電気は流れるだけでなく、力や運動を生み出すことで、機械や道具を実際に動かしているのです!

トースターオーブンの赤熱ヒーター
ヒーター内部の電熱線に電流を流すことで電力量に比例したジュール熱が発生し、その熱によって赤熱しながらパンや食品を加熱している。電気の「変わる」性質を活かした代表例。
出典:『Breadstick - Toaster oven with elements on』-Photo by lokate366/Wikimedia Commons CC BY-SA 2.0
電気のすごさは、ためられて、流れて、働くだけでは終わりません。
最後の大きな特徴が、 姿を変えられるという性質です。
電気は、自分のまま主張しません。
必要に応じて、別の形へとスッと変身します。
電気が変わる先は、とても身近なものばかりです。
電気は、使われる場面に応じて、光や熱、さらには情報として姿を変えます。
電流が流れるとき、そのエネルギーはそのままではなく、回路や装置の中で「別の役割」を与えられます。
電気は、自分が前に出るよりも、別の形として働くのが得意なのです。
電気が光に変わる代表例が、照明。
スイッチを入れた瞬間、電気は目に見える存在になります。
熱に変わるのは、ドライヤーや電気ストーブ。
電流が流れることで、部品が熱を持ち、空気や物を温めます。
そして情報。
スマホやテレビでは、電気はONとOFFの組み合わせとして扱われ、映像や音、文字へと姿を変えています。
同じ電気でも、使い方が違えば、まったく別の顔を見せる。
これが「変わる性質」です。
電気は光や熱、情報へと姿を変えることで、私たちの生活のあらゆる場面を支えています!
ここまで見てきたように、電気はただ「流れるもの」ではありません。
電気は、ためられ、流れ、働き、そして姿を変えることで、私たちの暮らしを成り立たせています。
この4つの性質は、それぞれが独立しているのではなく、順番につながりながら、日常の電気を支えています。

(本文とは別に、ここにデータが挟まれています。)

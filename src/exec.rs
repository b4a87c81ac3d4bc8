//! Statement executor (component C7): walks the program store one
//! statement at a time, dispatching on the leading keyword/token of each
//! and driving every other component (variables, evaluator, VDU, file I/O).
//!
//! Grounded on `processor::CPU`'s fetch/decode/execute loop: the teacher
//! fetches one instruction, advances its program counter, and dispatches to
//! a per-opcode handler; `Interpreter::drive` does the same over tokenized
//! lines instead of 68000 words, with `Flow` standing in for the teacher's
//! post-execute PC update (fall through, branch, or halt).

use crate::arena::Arena;
use crate::collaborators::Collaborators;
use crate::config::Configuration;
use crate::error::{BasicError, ErrorFrame, ErrorKind, Result};
use crate::eval::{self, ExprHost};
use crate::framebuffer::Framebuffer;
use crate::keywords::Keyword;
use crate::mode7::Mode7Screen;
use crate::palette::{PlotAction, Rgb};
use crate::program::{DataCursor, Program};
use crate::token::{Operator, Token};
use crate::value::Value;
use crate::variables::VariableTable;
use crate::vdu::VduState;

/// One `FOR`/`NEXT` activation: the control variable's name, its limit and
/// step, and the loop-body entry point to jump back to (spec.md §4.4).
#[derive(Clone)]
struct ForFrame {
    var: String,
    limit: Value,
    step: Value,
    line: u16,
    pos: usize,
}

/// One `PROC`/`FN` activation: where to resume the caller and whether the
/// callee must end in an `=expr` return (`FN`) or a bare `ENDPROC` (`PROC`).
struct CallFrame {
    is_fn: bool,
    return_line: u16,
    return_pos: usize,
    saved_tokens: Vec<Token>,
}

/// A scanned `DEF PROC`/`DEF FN` header: its parameter names and the token
/// position its body starts at (spec.md §4.6).
#[derive(Clone)]
struct ProcDef {
    is_fn: bool,
    params: Vec<String>,
    line_no: u16,
    pos: usize,
}

/// What a single statement's execution did to the program counter.
enum Flow {
    /// Fall through to the next statement (same line, or the next line if
    /// none remain).
    Next,
    /// Jump directly to `(line, token index)`.
    Jump(u16, usize),
    EndProgram,
    /// `ENDPROC`/a bare `=expr` FN return: pops `Interpreter::call_stack`
    /// and carries the value an `FN` call produced (`Int32(0)` for `PROC`).
    Returned(Value),
}

enum DriveResult {
    Returned(Value),
    EndProgram,
}

/// Top-level orchestrator (spec.md §§3-7): owns every component and ties
/// them together through one statement-execution loop. Generic over the
/// collaborator backend so the same executor drives both a real terminal
/// and the in-memory test harness.
pub struct Interpreter<C: Collaborators> {
    pub program: Program,
    pub vars: VariableTable,
    pub vdu: VduState,
    pub fb: Framebuffer,
    pub mode7: Mode7Screen,
    pub mode7_active: bool,
    pub collab: C,
    data_cursor: DataCursor,
    for_stack: Vec<ForFrame>,
    repeat_stack: Vec<(u16, usize)>,
    while_stack: Vec<(u16, usize)>,
    gosub_stack: Vec<(u16, usize)>,
    call_stack: Vec<CallFrame>,
    error_stack: Vec<ErrorFrame>,
    procs: std::collections::HashMap<String, ProcDef>,
    defs_scanned: bool,
    current_line: u16,
    current_tokens: Vec<Token>,
    pos: usize,
    last_err: Option<BasicError>,
    last_erl: u16,
    trace: crate::trace::TraceOverlay,
    started_at: std::time::Instant,
}
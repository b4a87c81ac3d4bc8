//! Mode 7 Teletext renderer (component C11): the 40×25 text-only mode whose
//! control codes are interpreted from the character stream itself rather
//! than from `VDU` command bytes.
//!
//! Grounded on `devices::ControlMode`'s bitfield-driven redraw: a small set
//! of per-cell attribute bits recomputed from a control byte, generalized
//! from one hardware register to one teletext control code per cell.

pub const MODE7_COLS: usize = 40;
pub const MODE7_ROWS: usize = 25;

#[derive(Debug, Clone, Copy, PartialEq, Eq)]
pub enum TeletextColour {
    Black,
    Red,
    Green,
    Yellow,
    Blue,
    Magenta,
    Cyan,
    White,
}

impl TeletextColour {
    fn from_code(code: u8) -> Self {
        match code & 0x07 {
            0 => TeletextColour::Black,
            1 => TeletextColour::Red,
            2 => TeletextColour::Green,
            3 => TeletextColour::Yellow,
            4 => TeletextColour::Blue,
            5 => TeletextColour::Magenta,
            6 => TeletextColour::Cyan,
            _ => TeletextColour::White,
        }
    }

    pub fn rgb(self) -> crate::palette::Rgb {
        use crate::palette::Rgb;
        match self {
            TeletextColour::Black => Rgb(0, 0, 0),
            TeletextColour::Red => Rgb(255, 0, 0),
            TeletextColour::Green => Rgb(0, 255, 0),
            TeletextColour::Yellow => Rgb(255, 255, 0),
            TeletextColour::Blue => Rgb(0, 0, 255),
            TeletextColour::Magenta => Rgb(255, 0, 255),
            TeletextColour::Cyan => Rgb(0, 255, 255),
            TeletextColour::White => Rgb(255, 255, 255),
        }
    }
}

/// One screen cell's rendered attributes, the product of "set-at" (applies
/// to this cell onward immediately) and "set-after" (applies from the next
/// cell) control codes within the current row (spec.md §4.11).
#[derive(Debug, Clone, Copy)]
pub struct Mode7Cell {
    pub ch: u8,
    pub fg: TeletextColour,
    pub bg: TeletextColour,
    pub flash: bool,
    pub double_height: bool,
    pub graphics: bool,
    pub separated: bool,
    pub held: bool,
    pub concealed: bool,
}

impl Default for Mode7Cell {
    fn default() -> Self {
        Mode7Cell {
            ch: b' ',
            fg: TeletextColour::White,
            bg: TeletextColour::Black,
            flash: false,
            double_height: false,
            graphics: false,
            separated: false,
            held: false,
            concealed: false,
        }
    }
}

/// Per-row "set-after" state that carries forward as characters are
/// written; reset to defaults at the start of every row (spec.md §4.11).
#[derive(Clone, Copy)]
struct RowState {
    fg: TeletextColour,
    bg: TeletextColour,
    flash: bool,
    double_height: bool,
    graphics: bool,
    separated: bool,
    conceal: bool,
    hold_graphics: bool,
    last_graphics_char: u8,
}

impl Default for RowState {
    fn default() -> Self {
        RowState {
            fg: TeletextColour::White,
            bg: TeletextColour::Black,
            flash: false,
            double_height: false,
            graphics: false,
            separated: false,
            conceal: false,
            hold_graphics: false,
            last_graphics_char: b' ',
        }
    }
}

pub struct Mode7Screen {
    cells: Vec<Mode7Cell>,
    cursor_col: usize,
    cursor_row: usize,
    row_state: [RowState; MODE7_ROWS],
}

impl Mode7Screen {
    pub fn new() -> Self {
        Mode7Screen {
            cells: vec![Mode7Cell::default(); MODE7_COLS * MODE7_ROWS],
            cursor_col: 0,
            cursor_row: 0,
            row_state: [RowState::default(); MODE7_ROWS],
        }
    }

    pub fn cell(&self, col: usize, row: usize) -> Mode7Cell {
        self.cells[row * MODE7_COLS + col]
    }

    pub fn cls(&mut self) {
        self.cells = vec![Mode7Cell::default(); MODE7_COLS * MODE7_ROWS];
        self.row_state = [RowState::default(); MODE7_ROWS];
        self.cursor_col = 0;
        self.cursor_row = 0;
    }

    pub fn move_to(&mut self, col: usize, row: usize) {
        self.cursor_col = col.min(MODE7_COLS - 1);
        self.cursor_row = row.min(MODE7_ROWS - 1);
    }

    /// Feeds one byte through the teletext control-code/printable-character
    /// state machine (spec.md §4.11). Control codes 0-31 are "set-after"
    /// (take effect starting at the *next* character written on this row)
    /// except cursor-movement and a handful of immediate codes, which are
    /// applied here as "set-at".
    pub fn put_char(&mut self, byte: u8) {
        let row = self.cursor_row;
        match byte {
            0x0D => {
                self.cursor_col = 0;
            }
            0x0A => self.advance_row(),
            0x07 => {} // BEL: no visual effect, handled by a collaborator elsewhere.
            0..=31 => self.apply_control_code(row, byte),
            _ => {
                self.write_printable(byte);
            }
        }
    }

    fn apply_control_code(&mut self, row: usize, code: u8) {
        let st = &mut self.row_state[row];
        match code {
            0..=7 => {
                st.graphics = false;
                st.fg = TeletextColour::from_code(code);
                st.conceal = false;
            }
            0x10..=0x17 => {
                st.graphics = true;
                st.fg = TeletextColour::from_code(code);
                st.conceal = false;
            }
            8 => st.flash = true,
            9 => st.flash = false,
            0x0C => st.double_height = false,
            0x18 => st.conceal = true,
            0x19 => st.separated = false,
            0x1A => st.separated = true,
            0x1C => st.bg = TeletextColour::Black,
            0x1D => st.bg = st.fg,
            0x1E => st.hold_graphics = true,
            0x1F => st.hold_graphics = false,
            0x0B => st.double_height = true,
            _ => {}
        }
        // The control code itself occupies a (blank, attributed) cell.
        self.write_cell(b' ', row);
        self.cursor_col = (self.cursor_col + 1).min(MODE7_COLS);
        if self.cursor_col >= MODE7_COLS {
            self.advance_row();
        }
    }

    fn write_printable(&mut self, byte: u8) {
        let row = self.cursor_row;
        if self.row_state[row].graphics && ((0x20..=0x3F).contains(&byte) || (0x60..=0x7F).contains(&byte)) {
            self.row_state[row].last_graphics_char = byte;
        }
        self.write_cell(byte, row);
        self.cursor_col += 1;
        if self.cursor_col >= MODE7_COLS {
            self.advance_row();
        }
    }

    fn write_cell(&mut self, ch: u8, row: usize) {
        let st = self.row_state[row];
        let cell = Mode7Cell {
            ch,
            fg: st.fg,
            bg: st.bg,
            flash: st.flash,
            double_height: st.double_height,
            graphics: st.graphics,
            separated: st.separated,
            held: st.hold_graphics,
            concealed: st.conceal,
        };
        if self.cursor_col < MODE7_COLS {
            self.cells[row * MODE7_COLS + self.cursor_col] = cell;
        }
    }

    fn advance_row(&mut self) {
        self.cursor_col = 0;
        if self.cursor_row + 1 < MODE7_ROWS {
            self.cursor_row += 1;
            self.row_state[self.cursor_row] = RowState::default();
        } else {
            self.scroll();
        }
    }

    fn scroll(&mut self) {
        self.cells.drain(0..MODE7_COLS);
        self.cells.resize(MODE7_COLS * MODE7_ROWS, Mode7Cell::default());
        self.row_state.rotate_left(1);
        self.row_state[MODE7_ROWS - 1] = RowState::default();
    }
}

impl Default for Mode7Screen {
    fn default() -> Self {
        Self::new()
    }
}

#[cfg(test)]
mod tests {
    use super::*;

    #[test]
    fn colour_code_sets_foreground_from_next_cell() {
        let mut screen = Mode7Screen::new();
        screen.put_char(1); // red
        screen.put_char(b'A');
        assert_eq!(screen.cell(1, 0).fg, TeletextColour::Red);
        assert_eq!(screen.cell(1, 0).ch, b'A');
    }

    #[test]
    fn control_code_cell_itself_is_blank() {
        let mut screen = Mode7Screen::new();
        screen.put_char(2);
        assert_eq!(screen.cell(0, 0).ch, b' ');
    }

    #[test]
    fn newline_advances_row_and_resets_column() {
        let mut screen = Mode7Screen::new();
        screen.put_char(b'A');
        screen.put_char(0x0A);
        assert_eq!(screen.cursor_row, 1);
        assert_eq!(screen.cursor_col, 0);
    }

    #[test]
    fn double_height_flag_is_set_after() {
        let mut screen = Mode7Screen::new();
        screen.put_char(0x0B);
        screen.put_char(b'X');
        assert!(screen.cell(1, 0).double_height);
    }

    #[test]
    fn cls_resets_all_cells_and_cursor() {
        let mut screen = Mode7Screen::new();
        screen.put_char(b'A');
        screen.cls();
        assert_eq!(screen.cell(0, 0).ch, b' ');
        assert_eq!(screen.cursor_col, 0);
    }
}
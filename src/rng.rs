//! `RND` support: a small self-seeded generator.
//!
//! No repo in the reference pack pulls in the `rand` crate, so rather than
//! add a dependency with no corpus precedent, this follows
//! `devices::Timer`'s own pattern of seeding state from `Instant`/`SystemTime`
//! and advancing it with plain integer arithmetic — a xorshift64* generator
//! instead of a centisecond counter.

use std::cell::Cell;
use std::time::{SystemTime, UNIX_EPOCH};

thread_local! {
    static STATE: Cell<u64> = Cell::new(seed_from_clock());
    static LAST: Cell<f64> = Cell::new(0.0);
}

fn seed_from_clock() -> u64 {
    let nanos = SystemTime::now().duration_since(UNIX_EPOCH).map(|d| d.as_nanos() as u64).unwrap_or(0x9E3779B97F4A7C15);
    nanos ^ 0x2545_F491_4F6C_DD1D
}

fn xorshift64star(state: u64) -> u64 {
    let mut x = state;
    x ^= x >> 12;
    x ^= x << 25;
    x ^= x >> 27;
    x.wrapping_mul(0x2545_F491_4F6C_DD1D)
}

/// `RND`/`RND(1)`: advances the generator and returns a value in `[0, 1)`.
pub fn next_f64() -> f64 {
    let value = STATE.with(|s| {
        let next = xorshift64star(s.get());
        s.set(next);
        next
    });
    let out = (value >> 11) as f64 / (1u64 << 53) as f64;
    LAST.with(|l| l.set(out));
    out
}

/// `RND(0)`: repeats the last value returned by [`next_f64`] without
/// advancing the generator.
pub fn last_f64() -> f64 {
    LAST.with(|l| l.get())
}

/// `RND(-n)`: reseeds deterministically from `n`, matching the dialect's
/// repeatable-sequence convention.
pub fn reseed(seed: u64) {
    STATE.with(|s| s.set(seed.wrapping_mul(0x9E37_79B9_7F4A_7C15) | 1));
}

#[cfg(test)]
mod tests {
    use super::*;

    #[test]
    fn reseed_gives_repeatable_sequence() {
        reseed(42);
        let a = next_f64();
        reseed(42);
        let b = next_f64();
        assert_eq!(a, b);
    }

    #[test]
    fn values_stay_in_unit_range() {
        reseed(7);
        for _ in 0..100 {
            let v = next_f64();
            assert!((0.0..1.0).contains(&v));
        }
    }

    #[test]
    fn last_repeats_without_advancing() {
        reseed(3);
        let a = next_f64();
        let b = last_f64();
        assert_eq!(a, b);
        let c = last_f64();
        assert_eq!(b, c);
    }
}
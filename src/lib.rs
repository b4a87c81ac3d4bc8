//! A BBC BASIC (RISC OS "V/VI" dialect) interpreter: tokenizer, program
//! store, variable table, expression evaluator, statement executor, and a
//! `VDU`/graphics driver including a Mode 7 Teletext renderer.
//!
//! Grounded on `em68k::lib`'s `Emulator`/`Configuration` pair: a thin
//! top-level type that owns the execution core and is constructed from a
//! plain configuration struct, generalized here from a fixed memory image
//! to a generic collaborator backend.

pub mod arena;
pub mod collaborators;
pub mod config;
pub mod conversions;
pub mod error;
pub mod eval;
pub mod exec;
pub mod framebuffer;
pub mod graphics;
pub mod keywords;
pub mod mode7;
pub mod palette;
pub mod program;
pub mod rng;
pub mod strings;
pub mod swi;
pub mod token;
pub mod trace;
pub mod value;
pub mod variables;
pub mod vdu;

pub use config::Configuration;
pub use exec::Interpreter;
pub use error::{BasicError, ErrorKind, Result};
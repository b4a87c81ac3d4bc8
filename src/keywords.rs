//! Keyword table for the tokenizer (component C3).
//!
//! Grounded on `eelf`'s `consts.rs`: a `phf::phf_map!` from spelling to a
//! `#[derive(FromPrimitive)]`-style enum, used there for ELF section-type
//! names and reused here for BASIC reserved words. `phf` gives O(1),
//! allocation-free lookup with no build-time codegen, which matters because
//! `tokenize()` runs this lookup for every identifier-shaped word in a line.

use num_enum::{IntoPrimitive, TryFromPrimitive};
use phf::phf_map;

#[derive(Debug, Clone, Copy, PartialEq, Eq, Hash, IntoPrimitive, TryFromPrimitive)]
#[repr(u16)]
pub enum Keyword {
    // Statement-introducing keywords.
    Print, Let, Input, If, Then, Else, For, To, Step, Next,
    Goto, Gosub, Return, Repeat, Until, While, Endwhile,
    Def, Proc, Endproc, Fn, Local, Dim, Redim,
    Data, Read, Restore, On, Error, Off, Resume,
    Case, Of, When, Otherwise, Endcase,
    End, Stop, Quit, New, Run, List, Clear, Trace,
    Vdu, Plot, Mode, Colour, Gcol, Move, Draw, Point,
    Cls, Clg, Origin, Tint, Palette, Rectangle, Circle, Ellipse, Fill,
    Line, Sound, Envelope, Oscli, Call, Width,
    Bput, Bget, Openin, Openout, Openup, Close, Ptr, Ext,
    Private, Library, Install,

    // Operators spelled as words.
    And, Or, Eor, Not, Div, Mod,

    // Functions.
    Abs, Acs, Asn, Atn, Cos, Sin, Tan, Exp, Ln, Log, Sqr, Sgn, Int, Pi, Rad, Deg,
    Rnd, True, False,
    Chr, Asc, Len, Val, Str, Mid, Left, Right, String, Instr, Spc, Tab, Get,
    Inkey, Eof, Erl, Err, Report, Time, Pos, Vpos, Usr, Adval, Himem, Lomem, Page, Top,
    Openfile,
}

impl Keyword {
    pub fn spelling(&self) -> &'static str {
        SPELLINGS[usize::from(u16::from(*self))]
    }
}

/// Index-matched with the `Keyword` enum's discriminants so
/// [`Keyword::spelling`] is a plain array index, not a reverse phf lookup.
static SPELLINGS: &[&str] = &[
    "PRINT", "LET", "INPUT", "IF", "THEN", "ELSE", "FOR", "TO", "STEP", "NEXT",
    "GOTO", "GOSUB", "RETURN", "REPEAT", "UNTIL", "WHILE", "ENDWHILE",
    "DEF", "PROC", "ENDPROC", "FN", "LOCAL", "DIM", "REDIM",
    "DATA", "READ", "RESTORE", "ON", "ERROR", "OFF", "RESUME",
    "CASE", "OF", "WHEN", "OTHERWISE", "ENDCASE",
    "END", "STOP", "QUIT", "NEW", "RUN", "LIST", "CLEAR", "TRACE",
    "VDU", "PLOT", "MODE", "COLOUR", "GCOL", "MOVE", "DRAW", "POINT",
    "CLS", "CLG", "ORIGIN", "TINT", "PALETTE", "RECTANGLE", "CIRCLE", "ELLIPSE", "FILL",
    "LINE", "SOUND", "ENVELOPE", "OSCLI", "CALL", "WIDTH",
    "BPUT", "BGET", "OPENIN", "OPENOUT", "OPENUP", "CLOSE", "PTR", "EXT",
    "PRIVATE", "LIBRARY", "INSTALL",
    "AND", "OR", "EOR", "NOT", "DIV", "MOD",
    "ABS", "ACS", "ASN", "ATN", "COS", "SIN", "TAN", "EXP", "LN", "LOG", "SQR", "SGN", "INT", "PI", "RAD", "DEG",
    "RND", "TRUE", "FALSE",
    "CHR$", "ASC", "LEN", "VAL", "STR$", "MID$", "LEFT$", "RIGHT$", "STRING$", "INSTR", "SPC", "TAB", "GET",
    "INKEY", "EOF", "ERL", "ERR", "REPORT$", "TIME", "POS", "VPOS", "USR", "ADVAL", "HIMEM", "LOMEM", "PAGE", "TOP",
    "OPENFILE",
];

/// Built once, keyed by spelling, from the same list that backs
/// [`Keyword::spelling`] so the two can never drift apart.
static KEYWORD_MAP: phf::Map<&'static str, Keyword> = phf_map! {
    "PRINT" => Keyword::Print, "LET" => Keyword::Let, "INPUT" => Keyword::Input,
    "IF" => Keyword::If, "THEN" => Keyword::Then, "ELSE" => Keyword::Else,
    "FOR" => Keyword::For, "TO" => Keyword::To, "STEP" => Keyword::Step, "NEXT" => Keyword::Next,
    "GOTO" => Keyword::Goto, "GOSUB" => Keyword::Gosub, "RETURN" => Keyword::Return,
    "REPEAT" => Keyword::Repeat, "UNTIL" => Keyword::Until, "WHILE" => Keyword::While, "ENDWHILE" => Keyword::Endwhile,
    "DEF" => Keyword::Def, "PROC" => Keyword::Proc, "ENDPROC" => Keyword::Endproc, "FN" => Keyword::Fn,
    "LOCAL" => Keyword::Local, "DIM" => Keyword::Dim, "REDIM" => Keyword::Redim,
    "DATA" => Keyword::Data, "READ" => Keyword::Read, "RESTORE" => Keyword::Restore,
    "ON" => Keyword::On, "ERROR" => Keyword::Error, "OFF" => Keyword::Off, "RESUME" => Keyword::Resume,
    "CASE" => Keyword::Case, "OF" => Keyword::Of, "WHEN" => Keyword::When,
    "OTHERWISE" => Keyword::Otherwise, "ENDCASE" => Keyword::Endcase,
    "END" => Keyword::End, "STOP" => Keyword::Stop, "QUIT" => Keyword::Quit, "NEW" => Keyword::New,
    "RUN" => Keyword::Run, "LIST" => Keyword::List, "CLEAR" => Keyword::Clear, "TRACE" => Keyword::Trace,
    "VDU" => Keyword::Vdu, "PLOT" => Keyword::Plot, "MODE" => Keyword::Mode, "COLOUR" => Keyword::Colour,
    "COLOR" => Keyword::Colour, "GCOL" => Keyword::Gcol, "MOVE" => Keyword::Move, "DRAW" => Keyword::Draw,
    "POINT" => Keyword::Point, "CLS" => Keyword::Cls, "CLG" => Keyword::Clg, "ORIGIN" => Keyword::Origin,
    "TINT" => Keyword::Tint, "PALETTE" => Keyword::Palette, "RECTANGLE" => Keyword::Rectangle,
    "CIRCLE" => Keyword::Circle, "ELLIPSE" => Keyword::Ellipse, "FILL" => Keyword::Fill,
    "LINE" => Keyword::Line, "SOUND" => Keyword::Sound, "ENVELOPE" => Keyword::Envelope,
    "OSCLI" => Keyword::Oscli, "CALL" => Keyword::Call, "WIDTH" => Keyword::Width,
    "BPUT" => Keyword::Bput, "BGET" => Keyword::Bget, "OPENIN" => Keyword::Openin,
    "OPENOUT" => Keyword::Openout, "OPENUP" => Keyword::Openup, "CLOSE" => Keyword::Close,
    "PTR" => Keyword::Ptr, "EXT" => Keyword::Ext,
    "PRIVATE" => Keyword::Private, "LIBRARY" => Keyword::Library, "INSTALL" => Keyword::Install,
    "AND" => Keyword::And, "OR" => Keyword::Or, "EOR" => Keyword::Eor, "NOT" => Keyword::Not,
    "DIV" => Keyword::Div, "MOD" => Keyword::Mod,
    "ABS" => Keyword::Abs, "ACS" => Keyword::Acs, "ASN" => Keyword::Asn, "ATN" => Keyword::Atn,
    "COS" => Keyword::Cos, "SIN" => Keyword::Sin, "TAN" => Keyword::Tan, "EXP" => Keyword::Exp,
    "LN" => Keyword::Ln, "LOG" => Keyword::Log, "SQR" => Keyword::Sqr, "SGN" => Keyword::Sgn,
    "INT" => Keyword::Int, "PI" => Keyword::Pi, "RAD" => Keyword::Rad, "DEG" => Keyword::Deg,
    "RND" => Keyword::Rnd, "TRUE" => Keyword::True, "FALSE" => Keyword::False,
    "CHR$" => Keyword::Chr, "ASC" => Keyword::Asc, "LEN" => Keyword::Len, "VAL" => Keyword::Val,
    "STR$" => Keyword::Str, "MID$" => Keyword::Mid, "LEFT$" => Keyword::Left, "RIGHT$" => Keyword::Right,
    "STRING$" => Keyword::String, "INSTR" => Keyword::Instr, "SPC" => Keyword::Spc, "TAB" => Keyword::Tab,
    "GET" => Keyword::Get, "INKEY" => Keyword::Inkey, "EOF" => Keyword::Eof, "ERL" => Keyword::Erl,
    "ERR" => Keyword::Err, "REPORT$" => Keyword::Report, "TIME" => Keyword::Time, "POS" => Keyword::Pos,
    "VPOS" => Keyword::Vpos, "USR" => Keyword::Usr, "ADVAL" => Keyword::Adval,
    "HIMEM" => Keyword::Himem, "LOMEM" => Keyword::Lomem, "PAGE" => Keyword::Page, "TOP" => Keyword::Top,
    "OPENFILE" => Keyword::Openfile,
};

/// Longest-prefix-wins would be needed for abbreviation dots (`P.` for
/// `PRINT`); this crate does not support abbreviated keywords, matching the
/// explicit Non-goal in spec.md §1.
pub fn lookup_keyword(word: &str) -> Option<Keyword> {
    KEYWORD_MAP.get(word.to_ascii_uppercase().as_str()).copied()
}

#[cfg(test)]
mod tests {
    use super::*;

    #[test]
    fn lookup_is_case_insensitive() {
        assert_eq!(lookup_keyword("print"), Some(Keyword::Print));
        assert_eq!(lookup_keyword("PRINT"), Some(Keyword::Print));
    }

    #[test]
    fn unknown_word_is_not_a_keyword() {
        assert_eq!(lookup_keyword("FROBNICATE"), None);
    }

    #[test]
    fn spelling_round_trips_through_the_array_index() {
        for (spelling, kw) in [("FOR", Keyword::For), ("ENDPROC", Keyword::Endproc), ("MID$", Keyword::Mid)] {
            assert_eq!(kw.spelling(), spelling);
        }
    }

    #[test]
    fn color_is_an_alias_for_colour() {
        assert_eq!(lookup_keyword("COLOR"), Some(Keyword::Colour));
    }
}
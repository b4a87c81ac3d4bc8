//! Expression evaluator (component C6): operator-precedence evaluation of a
//! tokenized line's expression tokens against the variable table.
//!
//! Grounded on `processor::CPU::effective_address`: the teacher resolves an
//! `EAMode` by walking register/displacement variants through one `match`
//! and returning an `OpResult`; the same shape here is a `Cursor` walking a
//! token slice through one `match` per precedence level and returning a
//! [`Value`]. Binary operators fold through [`Value`]'s arithmetic methods
//! (`fields::OpResult` does the analogous fold for `ADD`/`SUB`/`AND`/...).

use crate::error::{BasicError, ErrorKind, Result};
use crate::keywords::Keyword;
use crate::token::{Operator, Token};
use crate::value::{CompareOp, Value};
use crate::variables::VariableTable;

/// Everything the evaluator needs from the surrounding interpreter: the
/// variable table, plus every side-effecting or stateful function it cannot
/// resolve on its own (`FN` calls, graphics read-back, collaborators). The
/// executor (C7) implements this directly on the interpreter, so a single
/// `&mut dyn ExprHost` borrow reaches both without the evaluator needing a
/// second, simultaneous borrow of the variable table.
pub trait ExprHost {
    fn vars(&mut self) -> &mut VariableTable;
    fn call_fn(&mut self, name: &str, args: Vec<Value>) -> Result<Value>;
    fn point(&mut self, x: i32, y: i32) -> Result<Value>;
    fn inkey(&mut self, arg: i32) -> Result<Value>;
    fn get_char(&mut self) -> Result<Value>;
    fn eof(&mut self, channel: i32) -> Result<Value>;
    fn time(&mut self) -> Result<Value>;
    fn pos(&mut self) -> Result<Value>;
    fn vpos(&mut self) -> Result<Value>;
    fn usr(&mut self, address: i64) -> Result<Value>;
    fn adval(&mut self, channel: i32) -> Result<Value>;
    fn err(&mut self) -> Result<Value>;
    fn erl(&mut self) -> Result<Value>;
    fn report(&mut self) -> Result<Value>;
    fn open_in(&mut self, path: &[u8]) -> Result<Value>;
    fn open_out(&mut self, path: &[u8]) -> Result<Value>;
    fn open_up(&mut self, path: &[u8]) -> Result<Value>;
    fn bget(&mut self, channel: i32) -> Result<Value>;
    fn ptr(&mut self, channel: i32) -> Result<Value>;
    fn ext(&mut self, channel: i32) -> Result<Value>;
}

pub struct Evaluator<'a> {
    host: &'a mut dyn ExprHost,
    tokens: &'a [Token],
    pos: usize,
}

電気を「ひとつの正体」として見るのではなく、こうした性質の集まりとして捉えると、家電も、スマホも、インフラも、ぐっと理解しやすくなります。
電気にはよ、プラスとマイナスがあること、流れてエネルギーを運ぶこと、磁力を生むこと、そして他のエネルギーに変えられることっていう4つの性質があるんだぜ!この“性格”を知っときゃ、電気がもっと身近で面白く感じられるようになるかもしれねぇな!